Balance without apology

I don’t take initiative out of a great sense of ability, I do it because of my realization of how inadequate I feel. In the same breath I am convinced that if I feel so inadequate, then others must feel the same. So I take a step forward. 

While doing this unaware, and using a slight internal compass to guide me, not thinking too highly of myself, I was able to coast safely with the ebb and flow of contextual needs. 

When I was going through training as a specialist at apple, it was brought to my attention that I need to rein it in. The needs are many and often competing. I can’t do them all. And I have to let others step up. 

It felt wrong and selfish to see something that needs to be done, that I could do, and not take action. But that lesson has helped me in my marriage, early on, it may have even saved it, as i learned to verbalize the things that need to be done for our household, and practically delegating to my husband. We had gotten into a routine of me observing the needs and taking care of it fast to the point of not leaving anything for my husband to do. It created a sense of inadequacy in him. But not an evident one. But subtle. Subversive. Undermining his self confidence and my trust. 

When I hit a low in my exhaustion he took a marker and wrote down my to do list and checked off the things he will take over. I felt so loved and cared for then. He saw me. He got out of his comfort zone. He took initiative. 
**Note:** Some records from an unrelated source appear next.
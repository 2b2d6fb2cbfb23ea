use crate::patterns;

/// Balance reported alongside the transaction. `None` means "no balance
/// reported", which is distinct from a genuinely zero balance.
pub fn balance(text: &str) -> Option<f64> {
    patterns::BALANCE.first(text, |caps| {
        let value: f64 = caps[1].replace(',', "").parse().ok()?;
        (value >= 0.0).then_some(value)
    })
}

#[cfg(test)]
mod tests {
    use super::*;

    #[test]
    fn test_avl_bal_without_currency() {
        assert_eq!(
            balance("by UPI ref No.589400102736.Avl Bal 4583.96"),
            Some(4583.96)
        );
    }

    #[test]
    fn test_avl_bal_with_currency() {
        assert_eq!(balance("Ref 046519653003. Avl Bal Rs.2.13."), Some(2.13));
    }

    #[test]
    fn test_labelled_balance() {
        assert_eq!(balance("available balance is Rs 12,500.00"), Some(12500.0));
    }

    #[test]
    fn test_zero_balance_is_not_absence() {
        assert_eq!(balance("Avl Bal 0.00"), Some(0.0));
        assert_eq!(balance("Sent Rs.20.00 to q674757157@ybl"), None);
    }
}
//! The two gates in front of field extraction: is this message a financial
//! transaction at all, and which way did the money move.

use crate::normalize::classification_text;
use crate::patterns;
use crate::record::Direction;

/// Deterministic boolean gate over four clauses. Transaction vocabulary
/// alone is ambiguous ("credit card offer"), so each clause requires a
/// co-occurring amount or account signal.
pub fn is_transaction_message(text: &str) -> bool {
    let lower = classification_text(text);

    let has_transaction_keyword = patterns::TRANSACTION_KEYWORDS
        .iter()
        .any(|keyword| lower.contains(keyword));
    let has_amount_keyword = patterns::AMOUNT_KEYWORDS
        .iter()
        .any(|keyword| lower.contains(keyword))
        || patterns::DECIMAL_NUMBER.is_match(&lower);
    let has_account_keyword = patterns::ACCOUNT_KEYWORDS
        .iter()
        .any(|keyword| lower.contains(keyword));
    let has_bank_name = patterns::BANK_NAMES.iter().any(|name| lower.contains(name));
    let has_upi_reference = lower.contains("ref")
        && (lower.contains("upi") || patterns::LABELLED_REFERENCE.is_match(&lower));
    let has_account_pattern = patterns::MASKED_ACCOUNT.is_match(&lower);

    (has_transaction_keyword && (has_amount_keyword || has_account_keyword))
        || (has_bank_name && has_amount_keyword)
        || has_upi_reference
        || (has_account_pattern && has_amount_keyword)
}

/// Ordered rule list, first match wins. The "credit card"/"debit card"
/// exclusions keep bare mentions of the instrument from being read as a
/// transaction; they are the dominant source of false positives and the
/// rule order is a deliberate tie-break.
pub fn direction(text: &str) -> Direction {
    let lower = text.to_lowercase();

    if lower.contains("credited") {
        return Direction::Credit;
    }
    if lower.contains("received") {
        return Direction::Credit;
    }
    if lower.contains("credit") && !lower.contains("credit card") {
        return Direction::Credit;
    }
    if lower.contains("debited") {
        return Direction::Debit;
    }
    if lower.contains("debit") && !lower.contains("debit card") {
        return Direction::Debit;
    }
    if lower.contains("payment of") || lower.contains("paid") {
        return Direction::Debit;
    }
    if lower.contains("sent") {
        return Direction::Debit;
    }
    if lower.contains("payment") && lower.contains("credited to your card") {
        return Direction::Credit;
    }
    if lower.contains("payment") && lower.contains("card") {
        return Direction::Debit;
    }

    Direction::Unknown
}
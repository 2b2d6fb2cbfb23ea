//! Cleanup applied to raw text before it reaches the classifier or the
//! statement row patterns. Digit sequences, punctuation inside reference
//! codes and `@` characters are left untouched; UPI handles depend on them.

use once_cell::sync::Lazy;
use regex::Regex;

static WHITESPACE: Lazy<Regex> = Lazy::new(|| Regex::new(r"\s+").unwrap());
static CURRENCY_TOKEN: Lazy<Regex> = Lazy::new(|| Regex::new(r"(?i)\b(?:rs\.?|inr)\s*").unwrap());

/// Lowercased view of a message used by the transaction gate. Field
/// extraction keeps the original casing so proper nouns and reference codes
/// survive.
pub fn classification_text(raw: &str) -> String {
    collapse(&raw.replace('|', " ")).to_lowercase()
}

/// Case-preserving cleanup for OCR'd statement text: collapses runs of
/// whitespace, drops pipe artifacts and canonicalizes currency tokens to `₹`.
pub fn scrub(raw: &str) -> String {
    let text = raw.replace('|', " ");
    let text = CURRENCY_TOKEN.replace_all(&text, "₹");
    collapse(&text)
}

pub(crate) fn collapse(text: &str) -> String {
    WHITESPACE.replace_all(text, " ").trim().to_string()
}

#[cfg(test)]
mod tests {
    use super::*;

    #[test]
    fn test_classification_text_lowercases_and_collapses() {
        assert_eq!(
            classification_text("BOI -  Rs.410.00 | Credited"),
            "boi - rs.410.00 credited"
        );
    }

    #[test]
    fn test_scrub_preserves_case_and_canonicalizes_currency() {
        assert_eq!(
            scrub("Paid  Rs. 1,200 to ACME | INR 50 pending"),
            "Paid ₹1,200 to ACME ₹50 pending"
        );
    }

    #[test]
    fn test_scrub_keeps_upi_handles_and_references_intact() {
        assert_eq!(
            scrub("UPI Ref:285432014240 from 8855916700@ptyes"),
            "UPI Ref:285432014240 from 8855916700@ptyes"
        );
    }
}
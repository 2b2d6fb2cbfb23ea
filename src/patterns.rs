//! The single home for every keyword set and ordered regex table used by the
//! extraction pipeline. Both the SMS path and the statement-line path import
//! from here, so a pattern fix applies to every call site at once.
//!
//! All tables are first-match-wins: order encodes deliberate precedence
//! (explicit labels before generic shapes), so entries must not be reordered
//! without checking the disambiguation cases covered in the extractor tests.

use once_cell::sync::Lazy;
use regex::{Captures, Regex};

/// Verbs that indicate money actually moved.
pub const TRANSACTION_KEYWORDS: &[&str] = &[
    "credited",
    "debited",
    "payment",
    "sent",
    "received",
    "debit",
    "credit",
    "transferred",
    "withdrawn",
    "deposited",
    "trf",
    "transaction",
];

/// Currency markers. Matched against lowercased text.
pub const AMOUNT_KEYWORDS: &[&str] = &["rs.", "rs ", "inr", "₹", "rupees"];

/// Account and payment-rail vocabulary.
pub const ACCOUNT_KEYWORDS: &[&str] = &[
    "a/c", "acct", "account", "ac ", "bank", "upi", "neft", "imps", "rtgs",
];

/// Bank and PSP names seen in Indian transaction SMS sender text and bodies.
pub const BANK_NAMES: &[&str] = &[
    "boi", "sbi", "hdfc", "icici", "axis", "kotak", "pnb", "canara", "union", "ippb", "paytm",
    "phonepe", "gpay", "googlepay",
];

/// An ordered list of candidate patterns for one field, evaluated by
/// short-circuiting over the list. A pattern whose first occurrence is
/// rejected by the caller's acceptance check does not get a second chance;
/// the walk moves on to the next pattern, mirroring how the pattern lists
/// were tuned.
pub struct PatternSet {
    patterns: Vec<Regex>,
}

impl PatternSet {
    fn compile(patterns: &[&str]) -> Self {
        PatternSet {
            patterns: patterns
                .iter()
                .map(|pattern| Regex::new(pattern).unwrap())
                .collect(),
        }
    }

    /// Walks the table in order and returns the first accepted capture.
    pub fn first<T>(
        &self,
        text: &str,
        mut accept: impl FnMut(&Captures<'_>) -> Option<T>,
    ) -> Option<T> {
        self.patterns
            .iter()
            .find_map(|pattern| pattern.captures(text).and_then(|caps| accept(&caps)))
    }
}

/// `123.45` style decimal, the structural amount signal used when no
/// currency keyword is present.
pub static DECIMAL_NUMBER: Lazy<Regex> = Lazy::new(|| Regex::new(r"\b\d+\.\d{1,2}\b").unwrap());

/// `ref no 123456` and friends, used by the classifier's UPI-reference signal.
pub static LABELLED_REFERENCE: Lazy<Regex> =
    Lazy::new(|| Regex::new(r"(?i)ref\s*(?:no\.?)?\s*\d{6,}").unwrap());

/// Masked account shape: `X5678`, `XX0589`.
pub static MASKED_ACCOUNT: Lazy<Regex> = Lazy::new(|| Regex::new(r"(?i)\bx{1,2}\d{4,}\b").unwrap());

/// Transaction verbs that license the bare-decimal amount fallback.
pub static TRANSACTION_VERB: Lazy<Regex> =
    Lazy::new(|| Regex::new(r"(?i)credited|debited|sent|received").unwrap());

/// Bare decimal used as the last-resort amount pattern, only consulted when
/// [`TRANSACTION_VERB`] matches elsewhere in the message.
pub static BARE_DECIMAL: Lazy<Regex> =
    Lazy::new(|| Regex::new(r"\b([0-9]+\.[0-9]{1,2})\b").unwrap());

const NUMBER: &str = r"([0-9]+(?:,[0-9]+)*(?:\.[0-9]{1,2})?)";
const CURRENCY: &str = r"(?:rs\.?|inr|₹)";

/// Amount candidates, anchored to currency markers or transaction verbs.
pub static AMOUNT: Lazy<PatternSet> = Lazy::new(|| {
    PatternSet::compile(&[
        &format!(r"(?i){CURRENCY}\s*{NUMBER}"),
        &format!(r"(?i){NUMBER}\s*{CURRENCY}"),
        r"(?i)sent\s+rs\.?\s*([0-9]+(?:\.[0-9]{1,2})?)",
        r"(?i)received\s+rs\.?\s*([0-9]+(?:\.[0-9]{1,2})?)",
        &format!(r"(?i)(?:debited|credited)\s+(?:by|with|of)?\s*{CURRENCY}?\s*{NUMBER}"),
        &format!(r"(?i)(?:debit|credit)\s+{CURRENCY}\s*{NUMBER}"),
        &format!(r"(?i)^{CURRENCY}\s*{NUMBER}"),
    ])
});

/// Account-number candidates, explicit labels before generic masked shapes.
/// Captured digits shorter than four characters are rejected by the caller.
pub static ACCOUNT: Lazy<PatternSet> = Lazy::new(|| {
    PatternSet::compile(&[
        r"(?i)a/c\s*x+([0-9]+)",
        r"(?i)acct\s*x+([0-9]+)",
        r"(?i)account\s*x+([0-9]+)",
        r"(?i)\bac\s*x+([0-9]+)",
        r"(?i)bank\s*ac\s*x+([0-9]+)",
        r"(?i)\b[a-z]+\s+bank\s+ac\s*x+([0-9]+)",
        r"(?i)\bx{1,2}([0-9]{4,})\b",
        r"(?i)(?:your|to your)\s*ac\s*x{1,2}([0-9]+)",
        r"(?i)(?:account|ac|a/c)\s*(?:no\.?|number)?\s*[:#]?\s*([0-9]{4,})",
        r"(?i)x{2,}([0-9]{4,})",
    ])
});

/// Card-number candidates, tried independently of [`ACCOUNT`] and never
/// allowed to overwrite its result.
pub static CARD: Lazy<PatternSet> = Lazy::new(|| {
    PatternSet::compile(&[
        r"(?i)card\s*(?:no\.?)?\s*(?:ending(?:\s+in)?)?\s*([0-9]{4,})",
        r"(?i)card\s*x+([0-9]{4})",
        r"(?i)(?:debit|credit)\s*card\s*x*([0-9]{4,})",
    ])
});

/// UPI handle candidates, ordered from provider-specific to generic.
pub static UPI: Lazy<PatternSet> = Lazy::new(|| {
    PatternSet::compile(&[
        r"[a-zA-Z0-9]+@ybl",
        r"[0-9]+@ptyes",
        r"[0-9]{10}@[a-zA-Z]+",
        r"[a-zA-Z0-9._-]{3,}@[a-zA-Z]{2,}",
        r"\b[a-zA-Z0-9._-]+@[a-zA-Z0-9.-]{2,}\b",
    ])
});

/// Phone-number-based UPI handle, reported by its phone prefix when used as
/// a counterparty display name.
pub static PHONE_UPI_HANDLE: Lazy<Regex> =
    Lazy::new(|| Regex::new(r"^\d{10}@[a-zA-Z]+$").unwrap());

pub static TRAILING_PUNCTUATION: Lazy<Regex> = Lazy::new(|| Regex::new(r"[.,;:]$").unwrap());

/// Counterparty candidates for debit messages: the payee follows "to".
pub static COUNTERPARTY_DEBIT: Lazy<PatternSet> = Lazy::new(|| {
    PatternSet::compile(&[
        r"(?i)(?:to|paid to|sent to)\s+(\S+(?:\s+\S+)*?)\s+(?:on|at|via|ref|\d)",
        r"(?i)(?:to|paid to|sent to)\s+(\S+(?:\s+\S+)*?)$",
        r"(?i)for\s+upi\s+to\s+(\S+(?:\s+\S+)*?)\s+(?:on|at|via|ref|\d)",
        r"(?i)trf\s+to\s+(\S+(?:\s+\S+)*?)\s+(?:refno|ref|\d)",
        r"(?i)to\s+([a-zA-Z0-9._-]+@[a-zA-Z0-9.-]+)",
        r"(?i)to\s+(\d{10}@[a-zA-Z]+)",
        r"\bto\s+([A-Za-z]\S*(?:\s+[A-Za-z]\S*)*?)\s+(?:on|at|via|ref|Ref|\d)",
    ])
});

/// Counterparty candidates for credit messages: the payer follows "from".
pub static COUNTERPARTY_CREDIT: Lazy<PatternSet> = Lazy::new(|| {
    PatternSet::compile(&[
        r"(?i)(?:from|received from)\s+(\S+(?:\s+\S+)*?)\s+(?:on|at|via|ref|\d)",
        r"(?i)(?:from|received from)\s+(\S+(?:\s+\S+)*?)$",
        r"(?i)from\s+([a-zA-Z0-9._-]+@[a-zA-Z0-9.-]+)",
        r"(?i)from\s+(\d{10}@[a-zA-Z]+)",
        r"(?i)by\s+upi\s+(?:ref\s+no\.?)?\s*([A-Za-z0-9]+)",
        r"\bfrom\s+([A-Za-z]\S*(?:\s+[A-Za-z]\S*)*?)\s+(?:on|at|via|ref|Ref|\d)",
    ])
});

/// Counterparty fallback when the direction is unresolved.
pub static COUNTERPARTY_ANY: Lazy<PatternSet> = Lazy::new(|| {
    PatternSet::compile(&[
        r"(?i)(?:to|from|paid to|received from|sent to)\s+(\S+(?:\s+\S+)*?)\s+(?:on|at|via|ref|\d)",
        r"(?i)(?:to|from|paid to|received from|sent to)\s+(\S+(?:\s+\S+)*?)$",
        r"(?i)to\s+([a-zA-Z0-9._-]+@[a-zA-Z0-9.-]+)",
        r"(?i)from\s+([a-zA-Z0-9._-]+@[a-zA-Z0-9.-]+)",
    ])
});

/// Balance candidates. "Avl Bal" first, then labelled balances, then a
/// trailing-of-message amount, then the bare "Bal" fallback.
pub static BALANCE: Lazy<PatternSet> = Lazy::new(|| {
    PatternSet::compile(&[
        &format!(r"(?i)avl\.?\s*bal\s*(?:is)?\s*{CURRENCY}?\s*{NUMBER}"),
        &format!(r"(?i)(?:available|avl|bal)(?:ance)?\s*(?:is)?\s*{CURRENCY}\s*{NUMBER}"),
        &format!(r"(?i)(?:balance|bal)\s*{CURRENCY}?\s*{NUMBER}\s*\.?\s*$"),
        &format!(r"(?i)\bbal\s*{CURRENCY}?\s*{NUMBER}"),
    ])
});

/// Reference-number candidates. Captures shorter than six characters are
/// rejected by the caller and the next pattern tried.
pub static REFERENCE: Lazy<PatternSet> = Lazy::new(|| {
    PatternSet::compile(&[
        r"(?i)(?:ref(?:erence)?|txn)\s*(?:no\.?|number)?\s*[:#]?\s*([A-Za-z0-9]+)",
        r"(?i)imps(?::|\s+)([A-Za-z0-9]+)",
        r"(?i)neft(?::|\s+)([A-Za-z0-9]+)",
        r"(?i)upi\s*ref\s*(?:no\.?)?\s*[:#]?\s*([0-9]+)",
        r"(?i)ref\s*no\.\s*([0-9]+)",
        r"(?i)\bref\s+([0-9]+)",
        r"(?i)refno\s+([0-9]+)",
        r"(?i)(?:reference|ref)\s*[:#]?\s*([A-Za-z0-9]{6,})",
    ])
});

/// How a date pattern's capture groups are interpreted.
#[derive(Debug, Clone, Copy, PartialEq, Eq)]
pub enum DateShape {
    /// day, numeric month, year
    Numeric,
    /// day, three-letter month name, year
    MonthName,
}

/// Date candidates. Unanchored search also covers the "on"/"on date"
/// prefixed forms.
pub static DATES: Lazy<Vec<(Regex, DateShape)>> = Lazy::new(|| {
    vec![
        (
            Regex::new(r"\b(\d{1,2})[-/](\d{1,2})[-/](\d{2,4})\b").unwrap(),
            DateShape::Numeric,
        ),
        (
            Regex::new(r"\b(\d{1,2})-([A-Za-z]{3})-?(\d{2,4})\b").unwrap(),
            DateShape::MonthName,
        ),
        (
            Regex::new(r"\b(\d{1,2})([A-Za-z]{3})(\d{2})\b").unwrap(),
            DateShape::MonthName,
        ),
    ]
});

/// Time-of-day candidates: `H:MM` anywhere, separator-less or dotted forms
/// only behind an "at" anchor. Out-of-range values are non-matches.
pub static TIME_OF_DAY: Lazy<PatternSet> = Lazy::new(|| {
    PatternSet::compile(&[
        r"\b(\d{1,2}):(\d{2})\b",
        r"(?i)\bat\s+(\d{1,2})[:.]?(\d{2})\b",
    ])
});

#[cfg(test)]
mod tests {
    use super::*;

    #[test]
    fn test_pattern_walk_is_ordered() {
        let set = PatternSet::compile(&[r"b(\d)", r"a(\d)"]);
        // Both patterns match; the first in table order wins.
        let hit = set.first("a1 b2", |caps| Some(caps[1].to_string()));
        assert_eq!(hit.as_deref(), Some("2"));
    }

    #[test]
    fn test_rejected_capture_falls_through_to_next_pattern() {
        let set = PatternSet::compile(&[r"x(\d+)", r"y(\d+)"]);
        let hit = set.first("x12 y123456", |caps| {
            let digits = caps[1].to_string();
            (digits.len() >= 6).then_some(digits)
        });
        assert_eq!(hit.as_deref(), Some("123456"));
    }

    #[test]
    fn test_masked_account_shape() {
        assert!(MASKED_ACCOUNT.is_match("a/c xx0589 credited"));
        assert!(MASKED_ACCOUNT.is_match("X5678"));
        assert!(!MASKED_ACCOUNT.is_match("x589"));
        assert!(!MASKED_ACCOUNT.is_match("tax2024"));
    }
}
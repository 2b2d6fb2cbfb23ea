//! Rule-based extraction of structured transaction records from Indian bank
//! SMS notifications and OCR'd bank-statement text. Regex and keyword
//! driven, fully deterministic; messages that are not transactions or that
//! fail validation are rejected, never partially emitted.
//!
//! ```
//! use finsift::{parse_message, Direction};
//!
//! let record = parse_message(
//!     "BOI -  Rs.410.00 Credited to your Ac XX0589 on 26-05-25 by UPI \
//!      ref No.589400102736.Avl Bal 4583.96",
//! )
//! .unwrap();
//!
//! assert_eq!(record.direction, Direction::Credit);
//! assert_eq!(record.amount, 410.0);
//! assert_eq!(record.account_number.as_deref(), Some("0589"));
//! ```

pub mod classify;
mod error;
pub mod extract;
mod normalize;
pub mod patterns;
mod pipeline;
pub mod record;
pub mod sink;
pub mod statement;

pub use error::{InvariantViolation, Rejection};
pub use normalize::{classification_text, scrub};
pub use pipeline::{parse_message, parse_message_at};
pub use record::{Channel, Direction, TransactionRecord};
pub use sink::{MemorySink, TransactionSink};
pub use statement::{parse_statement, parse_statement_at};
use crate::patterns;

/// Transaction reference code. Captures shorter than six characters are
/// usually truncated phone numbers or stray digits, so they reject the
/// pattern and the walk continues.
pub fn reference_number(text: &str) -> Option<String> {
    patterns::REFERENCE.first(text, |caps| {
        let reference = caps[1].to_string();
        (reference.len() >= 6).then_some(reference)
    })
}

#[cfg(test)]
mod tests {
    use super::*;

    #[test]
    fn test_ref_no_dot_form() {
        assert_eq!(
            reference_number("by UPI ref No.589400102736.Avl Bal 4583.96").as_deref(),
            Some("589400102736")
        );
    }

    #[test]
    fn test_bare_ref_form() {
        assert_eq!(
            reference_number("on 19-05-25 Ref 046519653003. Avl Bal").as_deref(),
            Some("046519653003")
        );
    }

    #[test]
    fn test_refno_form() {
        assert_eq!(
            reference_number("trf to Mr SHREYASH SAN Refno 763846935006.").as_deref(),
            Some("763846935006")
        );
    }

    #[test]
    fn test_upi_ref_colon_form() {
        assert_eq!(
            reference_number("on 24-05-25.UPI Ref:285432014240.").as_deref(),
            Some("285432014240")
        );
    }

    #[test]
    fn test_imps_labelled_form() {
        assert_eq!(
            reference_number("IMPS:P2406041234 credited").as_deref(),
            Some("P2406041234")
        );
    }

    #[test]
    fn test_short_captures_are_discarded() {
        assert_eq!(reference_number("Ref 12345 pending"), None);
    }
}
I don’t like to delegate. It was never modeled for me and it is out of my comfort zone. And yet, I am dabbing with delegating. Because I also want to grow. 

With house chores I am starting to let the girls learn some skills. They get bored fast. But they are curious at least to learn how I do it. I still complete the tasks, while spending energy showing them how to do stuff. Eventually I see how it pays off. When they do it later on, as best they can. 

The danger for people like me is mingling with people who are not self aware, are disorganized and rely on others too much to pick up the loose ends. 

I take a deep breath and I ask myself: is it my responsibility? Is it my problem? Will I hinder more long term if I volunteer my help?

I must remember that “no” is a perfectly valid answer. I am still to get out of a few tasks I took charge of. Also, I am very susceptible to hints. 

I need to get out of a few group leadership positions and yet when someone asked about initiating a new group, I felt compelled to mediate, to help out, to offer my partnership. Just in time I rephrased it and invited the friend to the leadership group to be initiated independent from me. 

Then this young man was traveling through Europe and reached out to hang out while passing through cluj. When he said he has no plans and would rather stay would friends, sure enough my mind whet to offer our help where we could. But instead of making decisions on my own, I told him I’ll talk with my husband and get back to him. The wise first step to not overpromise anything. 

Ah, the wisdom of humility. It’s so tempting to take charge for me, but I’d make a few hasty decisions. Then live with resentment. I say yes more than I should. To seemingly good things that turn out to burned me and my family. 

Without apology I got back to this guy, whom we didn’t know well at all, and offered to host him one night and share our home cooked meals. He gladly accepted. I’m sure he would have been happy with more, but that was what my husband agreed to offer. And I rested under his leadership. 

It turned out well, and we didn’t resent our generosity. May he travel safely. His decision to backpack through Europe is not my responsibility and I don’t need to plan for him or save him. 

May we always find balance. The balance between doing nothing and trying to do everything. May we communicate clearly with kindness. And may we understand that our response won’t always be what others want or expect us to do, but their disappointment is not our problem to fix.